Minor voyages and travels.In the midst of these immortal works it is hardly worth while to speak of minor things. Two centuries had wrought a mighty change in the geographical ideas of Western Europe. The travels of Marco Polo, A.D. 1295, had first given some glimmering of the remote East, the interest in which was doubtless enhanced by the irruption of the Moguls. Sir John Mandeville had spent many years in the interior of Asia before the middle of the next century. Conti had travelled in Persia and India, between 1419 and 1444. Cadamosto, a Venetian, in 1455 had explored the west coast of Africa. Sebastian Cabot had re-discovered Newfoundland, and, persisting in the attempt to find a north-west passage to China, had forced his way into the ice to 67° 30' N. By 1525 the American coast-line had been determined from Terra del Fuego to Labrador. New Guinea and part of Australia, had been discovered. The fleet of Cabral, attempting to double the Cape of Good Hope in 1500, was driven to Brazil. A ship was sent back to Portugal with the news. Hence, had not Columbus sailed when he did, the discovery of America could not have been long postponed. Balboa saw the Great South Sea September 25th, 1513. Wading up to his knees in the water, with his sword in one hand and the Spanish flag in the other, he claimed that vast ocean for Castile. Nothing could now prevent the geography of the earth from being completed.

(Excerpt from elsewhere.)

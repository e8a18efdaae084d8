//! ROI(투자수익률) 추정 계산 모듈 모음.

pub mod projection;
pub mod rates;

pub use projection::*;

Participation of other nations in these events.I cannot close these descriptions of maritime adventure without observing that they are given from the European point of view. The Western nations have complacently supposed that whatever was unknown to them was therefore altogether unknown. We have seen that the Arabs were practically [175] and perfectly familiar with the fact that Africa might be circumnavigated; the East Indian geography was thoroughly understood by the Buddhist priesthood, who had, on an extensive scale, carried forward their propagandism for twenty-five hundred years in those regions. But doubtless the most perfect geographical knowledge existed among the Jews, those cosmopolite traders who conducted mercantile transactions from the Azores to the interior of China, from the Baltic to the coast of Mozambique. It was actually through them that the existence of the Cape of Good Hope was first made known in Europe. Five hundred years before Columbus, the Scandinavian adventurers had discovered America, but so low was the state of intelligence in Europe that the very memory of these voyages had been altogether lost. The circumnavigation of the earth is, however, strictly the achievement of the West. I have been led to make the remarks in this paragraph, since they apply again on another occasion—the introduction of what is called the Baconian philosophy, the principles of which were not only understood, but carried into practice in the East eighteen hundred years before Bacon was born.